Saved entries
========

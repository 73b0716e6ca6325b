//! Formatted terminal output for `pricing predict` and `pricing inspect`.

use crate::app::pipeline::PredictionRun;
use crate::features::{Encoder, FeatureEncoder, FeatureScaler};
use crate::models::{Model, ModelBundle};
use crate::report::{PredictionSummary, summarize};

/// Format the run summary printed after a successful prediction.
pub fn format_run_summary(run: &PredictionRun) -> String {
    let mut out = String::new();

    out.push_str("=== pricing - Hospital Pricing Prediction ===\n");
    out.push_str(&format!("Rows: {}\n", run.rows));
    out.push_str(&format!("Output: {}\n", run.output_path.display()));
    out.push_str("\nPredictions:\n");
    out.push_str(&format!(
        "  {:<30} {:>14} {:>14} {:>14} {:>6}\n",
        "column", "min", "mean", "max", "neg"
    ));

    let summaries = summarize(&run.predictions);
    for s in &summaries {
        out.push_str(&format_summary_row(s));
    }

    let negatives: usize = summaries.iter().map(|s| s.negatives).sum();
    if negatives > 0 {
        out.push_str(&format!(
            "\nNote: {negatives} negative prediction(s) were written unmodified.\n"
        ));
    }

    out
}

fn format_summary_row(s: &PredictionSummary) -> String {
    let cell = |v: Option<f64>| v.map(|x| format!("{x:.2}")).unwrap_or_else(|| "-".to_string());
    let mut row = format!(
        "  {:<30} {:>14} {:>14} {:>14} {:>6}",
        s.metric.output_column(),
        cell(s.min),
        cell(s.mean),
        cell(s.max),
        s.negatives
    );
    if s.non_finite > 0 {
        row.push_str(&format!("  ({} non-finite)", s.non_finite));
    }
    row.push('\n');
    row
}

/// Describe loaded bundles: artifact kinds, widths and input columns.
pub fn format_bundles(bundles: &[ModelBundle]) -> String {
    let mut out = String::new();
    out.push_str("=== pricing - Model Artifacts ===\n");

    for b in bundles {
        out.push_str(&format!("\n[{}] -> \"{}\"\n", b.metric, b.metric.output_column()));
        out.push_str(&format!(
            "  encoder: {} ({} columns)\n",
            b.encoder.kind_name(),
            b.encoder.output_width()
        ));
        out.push_str(&format!(
            "  scaler:  {} ({} features)\n",
            b.scaler.kind_name(),
            b.scaler.n_features()
        ));
        out.push_str(&format!(
            "  model:   {} ({} features)\n",
            b.model.kind_name(),
            b.model.n_features()
        ));
        out.push_str("  inputs:\n");
        for name in b.encoder.features() {
            let kind = if is_categorical(&b.encoder, name) { "categorical" } else { "numeric" };
            out.push_str(&format!("    - {name} ({kind})\n"));
        }
    }

    out
}

fn is_categorical(encoder: &Encoder, column: &str) -> bool {
    match encoder {
        Encoder::Target(e) => e.mappings.contains_key(column),
        Encoder::Ordinal(e) => e.mappings.contains_key(column),
    }
}

#[cfg(test)]
mod tests {
    use super::*;
    use crate::domain::TargetMetric;
    use crate::io::table::Table;

    #[test]
    fn run_summary_mentions_negatives() {
        let run = PredictionRun {
            output_path: "Outputs/result.csv".into(),
            rows: 2,
            output: Table::default(),
            predictions: TargetMetric::ALL
                .iter()
                .map(|&m| (m, vec![-5.0, 15.0]))
                .collect(),
        };
        let text = format_run_summary(&run);
        assert!(text.contains("Rows: 2"));
        assert!(text.contains("Predicted Medicare Payments"));
        assert!(text.contains("5.00"), "{text}");
        assert!(text.contains("3 negative prediction(s)"), "{text}");
    }
}
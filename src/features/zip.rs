//! Zip-code normalization.
//!
//! Zip codes are read as text and used as a categorical feature, so `1234`
//! and `01234` must collapse to the same category. Values are trimmed, then
//! left-padded with `0` to [`ZIP_WIDTH`] characters; what happens to longer
//! values is decided by [`ZipPolicy`].

use crate::domain::{ZIP_WIDTH, ZipPolicy};

/// Normalize a single zip value.
///
/// A leading sign stays in front of the padding, e.g. `-12` -> `-0012`.
/// Returns `Err` with a description only under [`ZipPolicy::Reject`].
pub fn normalize_zip(raw: &str, policy: ZipPolicy) -> Result<String, String> {
    let value = raw.trim();
    let padded = zero_fill(value, ZIP_WIDTH);

    if padded.chars().count() <= ZIP_WIDTH {
        return Ok(padded);
    }

    match policy {
        ZipPolicy::Keep => Ok(padded),
        ZipPolicy::Truncate => Ok(padded.chars().take(ZIP_WIDTH).collect()),
        ZipPolicy::Reject => Err(format!(
            "zip code '{value}' is longer than {ZIP_WIDTH} characters"
        )),
    }
}

fn zero_fill(value: &str, width: usize) -> String {
    let len = value.chars().count();
    if len >= width {
        return value.to_string();
    }

    let fill = "0".repeat(width - len);
    match value.strip_prefix(['+', '-']) {
        Some(rest) => {
            let sign = &value[..1];
            format!("{sign}{fill}{rest}")
        }
        None => format!("{fill}{value}"),
    }
}
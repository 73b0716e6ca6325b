use std::process::ExitCode;

fn main() -> ExitCode {
    match hospital_pricing::app::run() {
        Ok(()) => ExitCode::SUCCESS,
        Err(err) => {
            eprintln!("{err}");
            ExitCode::from(err.exit_code())
        }
    }
}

========

Set down, exactly as they appear above, all lines from the one that has "Formatted terminal output" down to the one that has "pricing - Hospital", including those two and no others.

ANSWER SPACE
//! Formatted terminal output for `pricing predict` and `pricing inspect`.

use crate::app::pipeline::PredictionRun;
use crate::features::{Encoder, FeatureEncoder, FeatureScaler};
use crate::models::{Model, ModelBundle};
use crate::report::{PredictionSummary, summarize};

/// Format the run summary printed after a successful prediction.
pub fn format_run_summary(run: &PredictionRun) -> String {
    let mut out = String::new();

    out.push_str("=== pricing - Hospital Pricing Prediction ===\n");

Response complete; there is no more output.